Resolução 74 do Programa de Parcerias e Investimentos foi publicada no Diário Oficial da União de ontem (04)

Resolução foi assinada pelo Ministro da Casa Civil, Onyx Lorenzoni e será submetida ao presidente Bolsonaro. Foto:Antonio Cruz/ Agência Brasil.

O Governo Federal vai apoiar estudos de parcerias da iniciativa privada com os sistemas penitenciários estaduais para construção, modernização e operação de unidades prisionais.

Publicada no Diário Oficial da União de ontem (04), a Resolução 74 qualifica a política de fomento aos sistemas prisionais dos estados a integrar o Programa de Parcerias e Investimentos (PPI) – órgão criado no governo Temer responsável por projetos de privatizações.

A resolução foi encaminhada ao presidente da República, Jair Bolsonaro (PSL) e aguarda sua deliberação.

Divulgada no final de agosto, a medida leva em conta a necessidade de apoiar os governos estaduais “na melhoria da infraestrutura e da gestão das unidades prisionais, tomando como premissa a ressocialização dos apenados pelo trabalho”, conforme aponta a publicação.

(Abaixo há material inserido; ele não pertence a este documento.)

//! Ordered, lazy enumeration of tree entries.
//!
//! An [`Entries`] iterator keeps the descent path as a stack of
//! `(node, next index)` frames. Leaves are read one at a time as the
//! iteration reaches them, so dropping the iterator early never loads the
//! rest of the tree.

use std::{iter::FusedIterator, ops::Bound, sync::Arc};

use super::{load_node, node::BTreeNode};
use crate::{
    error::{Error, Result},
    store::PageSource,
};

/// Where an enumeration ends.
#[derive(Debug, Clone, PartialEq, Eq)]
pub(crate) enum Stop {
    /// Run to the end of the subtree.
    Never,
    /// Stop at the first key without this prefix.
    AfterPrefix(Vec<u8>),
    /// Stop at the first key greater than this one.
    After(Vec<u8>),
    /// Stop at the first key greater than or equal to this one.
    AtOrAfter(Vec<u8>),
}

impl Stop {
    fn reached(&self, key: &[u8]) -> bool {
        match self {
            Stop::Never => false,
            Stop::AfterPrefix(prefix) => !key.starts_with(prefix),
            Stop::After(end) => key > end.as_slice(),
            Stop::AtOrAfter(end) => key >= end.as_slice(),
        }
    }
}

/// Iterator over `(key, value)` pairs in ascending key order.
///
/// Yields `Err` at most once: after a read or decode failure the iterator is
/// exhausted.
pub struct Entries<'s, S: PageSource + ?Sized> {
    source: &'s S,
    stack: Vec<(Arc<BTreeNode>, usize)>,
    stop: Stop,
    done: bool,
}

enum Step {
    Yield(Vec<u8>, Vec<u8>),
    Descend(u64),
    Pop,
}

impl<'s, S: PageSource + ?Sized> Entries<'s, S> {
    /// Positions an iterator at the first entry of `start`'s subtree that
    /// satisfies `lower`.
    pub(crate) fn new(
        source: &'s S,
        start: Arc<BTreeNode>,
        lower: Bound<Vec<u8>>,
        stop: Stop,
    ) -> Result<Self> {
        let mut stack = Vec::new();
        let mut node = start;
        while !node.is_leaf() {
            let index = match &lower {
                Bound::Included(key) | Bound::Excluded(key) => node.floor_index(key),
                Bound::Unbounded => 0,
            };
            let child = node.child(index).ok_or_else(|| Error::CorruptPage {
                page_id: node.page_id(),
                reason: "internal node without children".into(),
            })?;
            let next = load_node(source, child)?;
            stack.push((node, index + 1));
            node = next;
        }

        let first = match &lower {
            Bound::Included(key) => node.partition_point(|k| k < key.as_slice()),
            Bound::Excluded(key) => node.partition_point(|k| k <= key.as_slice()),
            Bound::Unbounded => 0,
        };
        stack.push((node, first));

        Ok(Self { source, stack, stop, done: false })
    }

    fn step(&mut self) -> Option<Step> {
        let (node, index) = self.stack.last_mut()?;
        if *index >= node.len() {
            return Some(Step::Pop);
        }
        let at = *index;
        *index += 1;
        if node.is_leaf() {
            Some(Step::Yield(node.key(at).to_vec(), node.slot(at).to_vec()))
        } else {
            node.child(at).map(Step::Descend)
        }
    }
}

impl<S: PageSource + ?Sized> Iterator for Entries<'_, S> {
    type Item = Result<(Vec<u8>, Vec<u8>)>;

    fn next(&mut self) -> Option<Self::Item> {
        while !self.done {
            match self.step() {
                Some(Step::Yield(key, value)) => {
                    if self.stop.reached(&key) {
                        break;
                    }
                    return Some(Ok((key, value)));
                },
                Some(Step::Descend(child)) => match load_node(self.source, child) {
                    Ok(node) => self.stack.push((node, 0)),
                    Err(err) => {
                        self.done = true;
                        return Some(Err(err));
                    },
                },
                Some(Step::Pop) => {
                    self.stack.pop();
                },
                None => break,
            }
        }
        self.done = true;
        None
    }
}

impl<S: PageSource + ?Sized> FusedIterator for Entries<'_, S> {}

impl<S: PageSource + ?Sized> std::fmt::Debug for Entries<'_, S> {
    fn fmt(&self, f: &mut std::fmt::Formatter<'_>) -> std::fmt::Result {
        f.debug_struct("Entries")
            .field("depth", &self.stack.len())
            .field("stop", &self.stop)
            .field("done", &self.done)
            .finish()
    }
}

Um dos objetivos é aproveitar os investimentos realizados pelo Fundo Penitenciário Nacional (FUNPEN) na construção de unidades prisionais e finalizar aquelas não acabadas ou ainda sem condições de operação.

Em diálogo com representantes do SINDCOP o diretor geral do Departamento Penitenciário Nacional (Depen), Fabiano Bordignon, reiterou que a execução da atividade fim do sistema penitenciário (custódia e vigilância) deve ser feita pelo Estado, conforme prevê a Lei de Execução Penal (LEP).

Em ofício enviado à Associação Nacional dos Agentes Penitenciários (Agepen-Brasil), Bordignon também firmou o compromisso da direção nacional do Depen coma Proposta de Emenda Constitucional (PEC) 372/2017, que cria a Polícia Penal. a não privatização das atividades fins de segurança prisional

São Paulo

Em São Paulo, o governador João Doria (PSDB) anunciou no início do ano a intenção de passar todos os presídios do estado para a iniciativa privada. Desde então, o governo vêm divulgando alguns detalhes do projeto.

A proposta é que ainda em 2019 quatro unidades prisionais sejam inauguradas em regime de “cogestão” entre Estado e empresa privada: Gália I e II, Aguaí e Registro.

Segundo confirmou o secretário da Administração Penitenciária, Nivaldo Restivo, em 2020 está planejada a construção de um complexo prisional com quatro ou cinco unidades, em regime de Parceria Público-Privada (PPP). A modelagem adequada para o projeto ainda está em estudo.